Directions for this task:
Repeat the material exactly, every line of it.

Data extracts:
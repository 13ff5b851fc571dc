//! Deribit public API payloads.

use gex_desk_core::{LegQuote, SpotQuote};
use rust_decimal::Decimal;
use serde::Deserialize;

/// JSON-RPC envelope wrapping every public response.
#[derive(Debug, Clone, Deserialize)]
pub(crate) struct RpcEnvelope<T> {
    pub result: Option<T>,
    pub error: Option<RpcErrorBody>,
}

#[derive(Debug, Clone, Deserialize)]
pub(crate) struct RpcErrorBody {
    pub code: i64,
    pub message: String,
}

/// `public/ticker` result for options and perpetuals.
#[derive(Debug, Clone, Default, Deserialize)]
pub struct Ticker {
    pub instrument_name: String,
    #[serde(default)]
    pub best_bid_price: Option<f64>,
    #[serde(default)]
    pub best_ask_price: Option<f64>,
    #[serde(default)]
    pub mark_price: Option<f64>,
    #[serde(default)]
    pub mark_iv: Option<f64>,
    #[serde(default)]
    pub open_interest: Option<f64>,
    #[serde(default)]
    pub index_price: Option<f64>,
    #[serde(default)]
    pub last_price: Option<f64>,
    #[serde(default)]
    pub underlying_price: Option<f64>,
    #[serde(default)]
    pub timestamp: Option<i64>,
}

/// Converts a venue float, treating NaN, infinities and zero as absent.
fn decimal(value: Option<f64>) -> Option<Decimal> {
    value
        .filter(|v| v.is_finite() && *v != 0.0)
        .and_then(|v| Decimal::try_from(v).ok())
}

impl Ticker {
    /// Leg quote in underlying units.
    #[must_use]
    pub fn to_leg_quote(&self) -> LegQuote {
        LegQuote {
            bid: decimal(self.best_bid_price),
            ask: decimal(self.best_ask_price),
            mark: decimal(self.mark_price),
            iv: decimal(self.mark_iv),
            open_interest: decimal(self.open_interest),
        }
    }

    /// Spot reading from a perpetual ticker.
    #[must_use]
    pub fn to_spot_quote(&self) -> SpotQuote {
        SpotQuote {
            index_price: decimal(self.index_price),
            last_price: decimal(self.last_price),
        }
    }
}

/// `public/get_instruments` entry.
#[derive(Debug, Clone, Deserialize)]
pub struct Instrument {
    pub instrument_name: String,
    #[serde(default)]
    pub kind: Option<String>,
    #[serde(default)]
    pub option_type: Option<String>,
    #[serde(default)]
    pub strike: Option<f64>,
    #[serde(default)]
    pub expiration_timestamp: Option<i64>,
    #[serde(default)]
    pub is_active: Option<bool>,
}

impl Instrument {
    /// Expiry label as embedded in the instrument name (`27DEC24`).
    #[must_use]
    pub fn expiry_label(&self) -> Option<&str> {
        self.instrument_name.split('-').nth(1)
    }

    #[must_use]
    pub fn strike_decimal(&self) -> Option<Decimal> {
        self.strike.and_then(|s| Decimal::try_from(s).ok())
    }

    #[must_use]
    pub fn is_call(&self) -> bool {
        self.option_type.as_deref() == Some("call")
    }

    #[must_use]
    pub fn is_put(&self) -> bool {
        self.option_type.as_deref() == Some("put")
    }
}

Answer area:
repository 13ff5b851fc571dc
//! Deribit public API payloads.

use gex_desk_core::{LegQuote, SpotQuote};
use rust_decimal::Decimal;
use serde::Deserialize;

/// JSON-RPC envelope wrapping every public response.
#[derive(Debug, Clone, Deserialize)]
pub(crate) struct RpcEnvelope<T> {
    pub result: Option<T>,
    pub error: Option<RpcErrorBody>,
}

#[derive(Debug, Clone, Deserialize)]
pub(crate) struct RpcErrorBody {
    pub code: i64,
    pub message: String,
}

/// `public/ticker` result for options and perpetuals.
#[derive(Debug, Clone, Default, Deserialize)]
pub struct Ticker {
    pub instrument_name: String,
    #[serde(default)]
    pub best_bid_price: Option<f64>,
    #[serde(default)]
    pub best_ask_price: Option<f64>,
    #[serde(default)]
    pub mark_price: Option<f64>,
    #[serde(default)]
    pub mark_iv: Option<f64>,
    #[serde(default)]
    pub open_interest: Option<f64>,
    #[serde(default)]
    pub index_price: Option<f64>,
    #[serde(default)]
    pub last_price: Option<f64>,
    #[serde(default)]
    pub underlying_price: Option<f64>,
    #[serde(default)]
    pub timestamp: Option<i64>,
}

/// Converts a venue float, treating NaN, infinities and zero as absent.
fn decimal(value: Option<f64>) -> Option<Decimal> {
    value
        .filter(|v| v.is_finite() && *v != 0.0)
        .and_then(|v| Decimal::try_from(v).ok())
}

impl Ticker {
    /// Leg quote in underlying units.
    #[must_use]
    pub fn to_leg_quote(&self) -> LegQuote {
        LegQuote {
            bid: decimal(self.best_bid_price),
            ask: decimal(self.best_ask_price),
            mark: decimal(self.mark_price),
            iv: decimal(self.mark_iv),
            open_interest: decimal(self.open_interest),
        }
    }

    /// Spot reading from a perpetual ticker.
    #[must_use]
    pub fn to_spot_quote(&self) -> SpotQuote {
        SpotQuote {
            index_price: decimal(self.index_price),
            last_price: decimal(self.last_price),
        }
    }
}

/// `public/get_instruments` entry.
#[derive(Debug, Clone, Deserialize)]
pub struct Instrument {
    pub instrument_name: String,
    #[serde(default)]
    pub kind: Option<String>,
    #[serde(default)]
    pub option_type: Option<String>,
    #[serde(default)]
    pub strike: Option<f64>,
    #[serde(default)]
    pub expiration_timestamp: Option<i64>,
    #[serde(default)]
    pub is_active: Option<bool>,
}

impl Instrument {
    /// Expiry label as embedded in the instrument name (`27DEC24`).
    #[must_use]
    pub fn expiry_label(&self) -> Option<&str> {
        self.instrument_name.split('-').nth(1)
    }

    #[must_use]
    pub fn strike_decimal(&self) -> Option<Decimal> {
        self.strike.and_then(|s| Decimal::try_from(s).ok())
    }

    #[must_use]
    pub fn is_call(&self) -> bool {
        self.option_type.as_deref() == Some("call")
    }

    #[must_use]
    pub fn is_put(&self) -> bool {
        self.option_type.as_deref() == Some("put")
    }
}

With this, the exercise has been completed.